Risk assessment equation for IPv6 network / Athirah Rosli

Exposure to risk due to the implementation of IPv6 has made enterprise networks take immediate actions to avoid misrepresenting of risks and applying inadequate countermeasures. Being aware of the needs to calculate the risk of IPv6 threats and vulnerabilities, enterprises demand a proper equation that is flexible to represent risks of the network. Unfortunately, the existing risk assessment equation is insufficient because it calculates risk per asset rather than the network as a whole. The current risk assessment equation also fails to relate security requirements with the dependencies of asset, threat and vulnerability.
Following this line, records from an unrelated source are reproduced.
use serde::{Deserialize, Serialize, Serializer};
use std::fmt;

/// Holds a sensitive value (passport numbers, API secrets) and prints it as
/// `********` in `Debug` and `Display`. Serialization writes the real value,
/// since API responses and provider requests need it.
#[derive(Clone, PartialEq, Eq, Deserialize)]
#[serde(transparent)]
pub struct Masked<T>(pub T);

impl<T> fmt::Debug for Masked<T> {
    fn fmt(&self, f: &mut fmt::Formatter<'_>) -> fmt::Result {
        write!(f, "********")
    }
}

impl<T> fmt::Display for Masked<T> {
    fn fmt(&self, f: &mut fmt::Formatter<'_>) -> fmt::Result {
        write!(f, "********")
    }
}

impl<T: Serialize> Serialize for Masked<T> {
    fn serialize<S>(&self, serializer: S) -> Result<S::Ok, S::Error>
    where
        S: Serializer,
    {
        self.0.serialize(serializer)
    }
}

impl<T> Masked<T> {
    pub fn new(value: T) -> Self {
        Self(value)
    }

    pub fn expose(&self) -> &T {
        &self.0
    }
}

impl Masked<String> {
    pub fn is_blank(&self) -> bool {
        self.0.trim().is_empty()
    }
}
use axum::{extract::State, Json, Router};
use flightdesk_core::{BookingConfirmation, BookingRequest};

use crate::{error::AppError, extract::ApiJson, post_only, state::AppState};

pub fn routes() -> Router<AppState> {
    Router::new()
        .route("/flight_app/book/", post_only(book_flight))
        .route("/flight_app/book", post_only(book_flight))
}

pub async fn book_flight(
    State(state): State<AppState>,
    ApiJson(request): ApiJson<BookingRequest>,
) -> Result<Json<BookingConfirmation>, AppError> {
    let confirmation = state.bookings.assemble(request)?;
    Ok(Json(confirmation))
}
By using grounded theory, it is realized that confidentiality, integrity, and availability are important elements to be considered in risk assessment. Thus, this research proposes new risk assessment equation for IPv6 deployment that includes base score value that considers security goal of the network. The developed equation was validated via experimentation that involved testing the UDP flooding attack, TCP flooding attack and multicast attack by using OMNeT++. Result shows that the IRA6 equation is adequate in determining the risk value compared to the exvisting risk assessment equation. The risk values are associated into IPv6 threat model for future reference and as preliminary information for enterprise network. With the added information, it can be used by network administrators in their decision making and strategic planning for network security. Further research can include other elements in security goals which are nonrepudiation, authentication, authorization and accountability.